As for the mask, Patel had not yet connected it to the stories that his grandfather would tell him when the family went to visit the elderly man in Kenya. But later, he’d recall the stories of Hanuman, a mythological character in the Indian epic Ramayana known as “the Monkey King” who led an army of warriors in battle against demons. He represented strength, honor and courage; go to any gym in India, Patel says, and you’ll see Hanuman’s picture on the wall. The mask may or may not have been a subliminal nod to this figure who loomed larger than life in his imagination as a child, but eventually, the line between the two — a mythic superhero and a guy in a mask — would make itself explicit.
“But at first, I just wrote those two words down: ‘Monkey Man,’” Patel recalls. “I had no idea where it would lead or what it meant. But now …” He laughs, as his face registers a sort of wide-eyed shock and he gestures at a poster of his silhouette, framed ominously in a doorway against a red background. “It led to this.“
Both Dev Patel’s directorial debut and his bid for entry into the action-hero pantheon, Monkey Man follows his character — an underground fighter known only as “the Kid” — as he infiltrates the inner workings of a club catering to the big city’s elite. He’s got revenge on his mind and a target, a corrupt police chief (Sikandar Kher), in his sites. As the reasons for his vengeance become clearer, the scope of his rage expands — soon, he’s taking on not just one villain but an entire caste system rotting from the top down and rife with religious exploitation.

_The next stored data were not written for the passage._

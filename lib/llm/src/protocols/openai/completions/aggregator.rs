// SPDX-FileCopyrightText: Copyright (c) 2024-2025 NVIDIA CORPORATION & AFFILIATES. All rights reserved.
// SPDX-License-Identifier: Apache-2.0
//
// Licensed under the Apache License, Version 2.0 (the "License");
// you may not use this file except in compliance with the License.
// You may obtain a copy of the License at
//
// http://www.apache.org/licenses/LICENSE-2.0
//
// Unless required by applicable law or agreed to in writing, software
// distributed under the License is distributed on an "AS IS" BASIS,
// WITHOUT WARRANTIES OR CONDITIONS OF ANY KIND, either express or implied.
// See the License for the specific language governing permissions and
// limitations under the License.

use std::collections::BTreeMap;

use futures::{Stream, StreamExt};

use super::{create_logprobs, CompletionChoice, CompletionError, CompletionResponse, ResponseFactory};
use crate::protocols::{
    common::llm_backend::{ChoiceOutput, GenerationSnapshot},
    openai::CompletionUsage,
    strip_replacement_chars, TokenIdType,
};
use crate::tokenizers::Tokenizer;

/// Folds the cumulative snapshots of one request into a single [`CompletionResponse`].
///
/// Snapshots are cumulative, so only the most recent output of each choice matters.
#[derive(Debug)]
pub struct DeltaAggregator {
    factory: ResponseFactory,
    enable_logprobs: bool,
    tokenizer: Tokenizer,
    prompt_token_ids: Option<Vec<TokenIdType>>,
    choices: BTreeMap<u32, ChoiceOutput>,
}

impl DeltaAggregator {
    pub fn new(factory: ResponseFactory, enable_logprobs: bool, tokenizer: Tokenizer) -> Self {
        Self {
            factory,
            enable_logprobs,
            tokenizer,
            prompt_token_ids: None,
            choices: BTreeMap::new(),
        }
    }

    /// Record a snapshot, replacing the previous state of every choice it carries.
    pub fn observe(&mut self, snapshot: GenerationSnapshot) {
        self.prompt_token_ids = Some(snapshot.prompt_token_ids);
        for output in snapshot.outputs {
            self.choices.insert(output.index, output);
        }
    }

    /// Build the final response from everything observed so far.
    pub fn finish(self) -> Result<CompletionResponse, CompletionError> {
        let Some(prompt_token_ids) = self.prompt_token_ids else {
            return Err(CompletionError::EmptyGeneration);
        };

        let mut completion_tokens: usize = 0;
        let mut choices = Vec::with_capacity(self.choices.len());

        for (index, output) in self.choices {
            completion_tokens = completion_tokens.saturating_add(output.token_ids.len());

            let logprobs = if self.enable_logprobs {
                let maps = output
                    .logprobs
                    .as_deref()
                    .ok_or(CompletionError::MissingLogprobs)?;
                Some(create_logprobs(&self.tokenizer, &output.token_ids, maps, 0)?)
            } else {
                None
            };

            choices.push(CompletionChoice {
                finish_reason: output.finish_reason.map(|reason| reason.to_string()),
                index,
                logprobs,
                text: strip_replacement_chars(&output.text),
            });
        }

        let usage = CompletionUsage::new(prompt_token_ids.len(), completion_tokens);
        Ok(self.factory.make_response(choices, Some(usage)))
    }

    /// Drain a snapshot stream and build the final response. The first error wins.
    pub async fn apply<S>(mut self, snapshots: S) -> Result<CompletionResponse, CompletionError>
    where
        S: Stream<Item = anyhow::Result<GenerationSnapshot>> + Unpin,
    {
        let mut snapshots = snapshots;
        while let Some(snapshot) = snapshots.next().await {
            self.observe(snapshot?);
        }
        self.finish()
    }
}

#[cfg(test)]
mod tests {
    use std::collections::HashMap;
    use std::sync::Arc;

    use futures::stream;

    use super::*;
    use crate::protocols::common::FinishReason;
    use crate::tokenizers::{traits, Encoding, Result};

    struct Vocab;

    impl traits::Encoder for Vocab {
        fn encode(&self, _input: &str) -> Result<Encoding> {
            unimplemented!()
        }
    }

    impl traits::Decoder for Vocab {
        fn decode(&self, token_ids: &[TokenIdType], _skip_special_tokens: bool) -> Result<String> {
            Ok(token_ids.iter().map(|id| format!("t{id}")).collect())
        }
    }

    impl traits::Vocabulary for Vocab {
        fn id_to_token(&self, token_id: TokenIdType) -> Option<String> {
            Some(format!("t{token_id}"))
        }
    }

    impl traits::Tokenizer for Vocab {}

    fn aggregator(enable_logprobs: bool) -> DeltaAggregator {
        let factory = ResponseFactory::builder()
            .model("meta/llama-3.1-8b")
            .id("cmpl-test")
            .created(1234567890)
            .build()
            .unwrap();
        DeltaAggregator::new(factory, enable_logprobs, Tokenizer::from(Arc::new(Vocab)))
    }

    fn snapshot(outputs: Vec<ChoiceOutput>) -> anyhow::Result<GenerationSnapshot> {
        Ok(GenerationSnapshot {
            prompt_token_ids: vec![10, 11, 12, 13],
            outputs,
        })
    }

    #[tokio::test]
    async fn test_empty_stream() {
        let result = aggregator(false).apply(stream::empty()).await;
        assert!(matches!(result, Err(CompletionError::EmptyGeneration)));
    }

    #[tokio::test]
    async fn test_last_snapshot_wins() {
        let snapshots = stream::iter(vec![
            snapshot(vec![ChoiceOutput::new(0, "Hello,", vec![1, 2])]),
            snapshot(vec![
                ChoiceOutput::new(0, "Hello, world!\u{FFFD}", vec![1, 2, 3]).finished(FinishReason::Length),
            ]),
        ]);

        let response = aggregator(false).apply(snapshots).await.unwrap();
        assert_eq!(response.id, "cmpl-test");
        assert_eq!(response.object, "text_completion");
        assert_eq!(response.choices.len(), 1);

        let choice = &response.choices[0];
        assert_eq!(choice.text, "Hello, world!");
        assert_eq!(choice.finish_reason.as_deref(), Some("length"));
        assert!(choice.logprobs.is_none());

        let usage = response.usage.unwrap();
        assert_eq!(usage.prompt_tokens, 4);
        assert_eq!(usage.completion_tokens, 3);
        assert_eq!(usage.total_tokens, 7);
    }

    #[tokio::test]
    async fn test_multiple_choices_sorted_with_full_logprobs() {
        let maps = |ids: &[TokenIdType]| {
            ids.iter()
                .map(|&id| HashMap::from([(id, -0.5), (99, -3.0)]))
                .collect::<Vec<_>>()
        };
        let snapshots = stream::iter(vec![snapshot(vec![
            ChoiceOutput::new(1, "t5", vec![5])
                .with_logprobs(maps(&[5]))
                .finished(FinishReason::Stop),
            ChoiceOutput::new(0, "t1t2", vec![1, 2])
                .with_logprobs(maps(&[1, 2]))
                .finished(FinishReason::Stop),
        ])]);

        let response = aggregator(true).apply(snapshots).await.unwrap();
        let indices: Vec<u32> = response.choices.iter().map(|c| c.index).collect();
        assert_eq!(indices, vec![0, 1]);

        let logprobs = response.choices[0].logprobs.as_ref().unwrap();
        assert_eq!(logprobs.tokens, vec!["t1", "t2"]);
        assert_eq!(logprobs.text_offset, vec![0, 2]);
        assert_eq!(logprobs.top_logprobs[1].get("t99"), Some(&-3.0));

        assert_eq!(response.usage.unwrap().completion_tokens, 3);
    }

    #[tokio::test]
    async fn test_engine_error_propagates() {
        let snapshots = stream::iter(vec![
            snapshot(vec![ChoiceOutput::new(0, "a", vec![1])]),
            Err(anyhow::anyhow!("engine exploded")),
        ]);
        let err = aggregator(false).apply(snapshots).await.unwrap_err();
        assert!(matches!(err, CompletionError::Engine(_)));
        assert!(!err.is_client_error());
    }

    #[test]
    fn test_missing_logprobs() {
        let mut aggregator = aggregator(true);
        aggregator.observe(GenerationSnapshot {
            prompt_token_ids: vec![],
            outputs: vec![ChoiceOutput::new(0, "t1", vec![1])],
        });
        assert!(matches!(
            aggregator.finish(),
            Err(CompletionError::MissingLogprobs)
        ));
    }
}
// SPDX-FileCopyrightText: Copyright (c) 2024-2025 NVIDIA CORPORATION & AFFILIATES. All rights reserved.
// SPDX-License-Identifier: Apache-2.0
//
// Licensed under the Apache License, Version 2.0 (the "License");
// you may not use this file except in compliance with the License.
// You may obtain a copy of the License at
//
// http://www.apache.org/licenses/LICENSE-2.0
//
// Unless required by applicable law or agreed to in writing, software
// distributed under the License is distributed on an "AS IS" BASIS,
// WITHOUT WARRANTIES OR CONDITIONS OF ANY KIND, either express or implied.
// See the License for the specific language governing permissions and
// limitations under the License.

use std::path::Path;

use anyhow::Result;
use derive_builder::Builder;
use figment::{
    providers::{Env, Format, Serialized, Toml},
    Figment,
};
use serde::{Deserialize, Serialize};
use validator::Validate;

/// `max_tokens` applied when a request omits it, as the OpenAI legacy API does.
pub const DEFAULT_MAX_TOKENS: u32 = 128;

/// Completions configuration
/// Settings of the completions layer that are not part of any single request
#[derive(Serialize, Deserialize, Validate, Debug, Builder, Clone, PartialEq)]
#[builder(build_fn(private, name = "build_internal"), derive(Debug, Serialize))]
pub struct CompletionsConfig {
    /// `max_tokens` used when the request leaves it unset or zero
    #[validate(range(min = 1))]
    #[builder(default = "DEFAULT_MAX_TOKENS")]
    #[builder_field_attr(serde(skip_serializing_if = "Option::is_none"))]
    pub default_max_tokens: u32,

    /// Context length of the served model. When set, requests whose prompt plus `max_tokens`
    /// exceed it are rejected before generation.
    #[validate(range(min = 1))]
    #[builder(default)]
    #[builder_field_attr(serde(skip_serializing_if = "Option::is_none"))]
    pub max_model_len: Option<u32>,

    /// Model name reported in `/v1/models` and used when a request leaves `model` empty
    #[validate(length(min = 1))]
    #[builder(setter(into), default = "String::from(\"echo\")")]
    #[builder_field_attr(serde(skip_serializing_if = "Option::is_none"))]
    pub model_name: String,
}

impl CompletionsConfig {
    pub fn builder() -> CompletionsConfigBuilder {
        CompletionsConfigBuilder::default()
    }

    fn figment(path: Option<&Path>) -> Figment {
        let figment = Figment::new().merge(Serialized::defaults(CompletionsConfig::default()));
        let figment = match path {
            Some(path) => figment.merge(Toml::file(path)),
            None => figment.merge(Toml::file("/opt/ember/etc/completions.toml")),
        };
        figment.merge(Env::prefixed("EMBER_COMPLETIONS_"))
    }

    /// Load the completions configuration
    /// Configuration is priorities in the following order, where the last has the lowest priority:
    /// 1. Environment variables prefixed with `EMBER_COMPLETIONS_` (top priority)
    /// 2. The TOML file at `path`, or `/opt/ember/etc/completions.toml` when no path is given
    /// 3. Built-in defaults
    pub fn from_settings(path: Option<&Path>) -> Result<CompletionsConfig> {
        let config: CompletionsConfig = Self::figment(path).extract()?;
        config.validate()?;
        Ok(config)
    }
}

impl Default for CompletionsConfig {
    fn default() -> Self {
        CompletionsConfig {
            default_max_tokens: DEFAULT_MAX_TOKENS,
            max_model_len: None,
            model_name: "echo".to_string(),
        }
    }
}

impl CompletionsConfigBuilder {
    /// Build and validate the completions configuration
    pub fn build(&self) -> Result<CompletionsConfig> {
        let config = self.build_internal()?;
        config.validate()?;
        Ok(config)
    }
}

#[cfg(test)]
mod tests {
    use super::*;

    #[test]
    fn test_defaults() {
        let config = CompletionsConfig::builder().build().unwrap();
        assert_eq!(config, CompletionsConfig::default());
        assert_eq!(config.default_max_tokens, 128);
    }

    #[test]
    fn test_file_then_env() {
        figment::Jail::expect_with(|jail| {
            jail.create_file(
                "completions.toml",
                r#"
                default_max_tokens = 64
                max_model_len = 2048
                model_name = "tiny"
                "#,
            )?;
            jail.set_env("EMBER_COMPLETIONS_MODEL_NAME", "from-env");

            let config =
                CompletionsConfig::from_settings(Some(Path::new("completions.toml"))).unwrap();
            assert_eq!(config.default_max_tokens, 64);
            assert_eq!(config.max_model_len, Some(2048));
            assert_eq!(config.model_name, "from-env");
            Ok(())
        });
    }

    #[test]
    fn test_rejects_invalid_values() {
        assert!(CompletionsConfig::builder()
            .default_max_tokens(0u32)
            .build()
            .is_err());
        assert!(CompletionsConfig::builder().model_name("").build().is_err());
        assert!(CompletionsConfig::builder()
            .max_model_len(Some(0))
            .build()
            .is_err());
    }
}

Patel originally envisioned this idea of a man in the mask, fighting to avenge a childhood trauma, as a potential role for himself. Eventually, he’d become the film’s co-writer and director as well as its star, going through the looking glass from longtime action-movie fan to first-time co-ordinator of fists-and-feet-of-fury chaos. “I’ve loved this genre for so long, and have felt like it never quite gets its due,” Patel says, leaning forward and practically vibrating off the hotel couch he’s sitting on. “There have been a lot of incredible action movies over the past decade, don’t get me wrong. But as a fan …it’s like watching a girl you you’ve always admired, or been madly in love with at school, who’s always dating the wrong guys or are constantly with people who treat her badly. I’m like, ‘You’re way too good for them. You deserve better. You are worth so much more!’”
After that initial image presented itself to Patel around 2014 or so, and the Oscar-nominated actor wrote those two words down, he filed the idea away. But he kept bringing it up to folks around him, describing random scenes or detailing how a fight in, say, a restaurant’s kitchen might play out via certain camera angles. “He’d be describing takes of this movie in his head in between takes of the movies he was acting in,” Jomon Thomas, Dev’s longtime producing partner, says. Certain elements would come and go — for a long time, Patel says, the bad guy was an industrialist — but he had the basic concept and what was more or less a three-act structure down pat.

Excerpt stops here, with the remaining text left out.